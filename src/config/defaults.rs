// SPDX-License-Identifier: MPL-2.0
//! Centralized default values for all configuration constants.
//!
//! # Categories
//!
//! - **Stacking**: Baseline offset and gap between stacked toasts
//! - **Timing**: Auto-dismiss duration and exit animation length
//! - **Layering**: First z-index handed out by the popup manager
//! - **Diagnostics**: Event buffer capacity bounds

// ==========================================================================
// Stacking Defaults
// ==========================================================================

/// Distance in pixels between the anchored edge and the first toast, before
/// the trailing gap is added. Also the height assumed for an unmeasured toast.
pub const DEFAULT_BASE_OFFSET: f32 = 80.0;

/// Vertical gap in pixels between two consecutive toasts of a corner.
pub const DEFAULT_GAP: f32 = 16.0;

// ==========================================================================
// Timing Defaults
// ==========================================================================

/// Auto-dismiss delay in milliseconds. Zero keeps the toast until closed.
pub const DEFAULT_DURATION_MS: u64 = 4500;

/// Length of the fade-out played before a toast leaves the stack.
pub const DEFAULT_EXIT_ANIMATION_MS: u64 = 300;

// ==========================================================================
// Layering Defaults
// ==========================================================================

/// First z-index handed out by the popup manager.
pub const DEFAULT_Z_INDEX_BASE: u32 = 2000;

// ==========================================================================
// Diagnostics Defaults
// ==========================================================================

/// Default number of diagnostic events kept in memory.
pub const DEFAULT_DIAGNOSTICS_BUFFER_CAPACITY: usize = 500;

/// Minimum diagnostic buffer capacity.
pub const MIN_DIAGNOSTICS_BUFFER_CAPACITY: usize = 16;

/// Maximum diagnostic buffer capacity.
pub const MAX_DIAGNOSTICS_BUFFER_CAPACITY: usize = 10_000;

#[cfg(test)]
mod tests {
    use super::*;

    #[test]
    fn diagnostics_bounds_are_ordered() {
        assert!(MIN_DIAGNOSTICS_BUFFER_CAPACITY <= DEFAULT_DIAGNOSTICS_BUFFER_CAPACITY);
        assert!(DEFAULT_DIAGNOSTICS_BUFFER_CAPACITY <= MAX_DIAGNOSTICS_BUFFER_CAPACITY);
    }

    #[test]
    fn stacking_defaults_are_positive() {
        assert!(DEFAULT_BASE_OFFSET > 0.0);
        assert!(DEFAULT_GAP > 0.0);
    }
}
════════════════════
■ AIM OF THE TASK:
In the listing above, find the line with "buffer capacity bounds" and the line with "first toast, before", then print exactly those lines and every line between them.

■ YOUR SOLUTION:
//! - **Diagnostics**: Event buffer capacity bounds

// ==========================================================================
// Stacking Defaults
// ==========================================================================

/// Distance in pixels between the anchored edge and the first toast, before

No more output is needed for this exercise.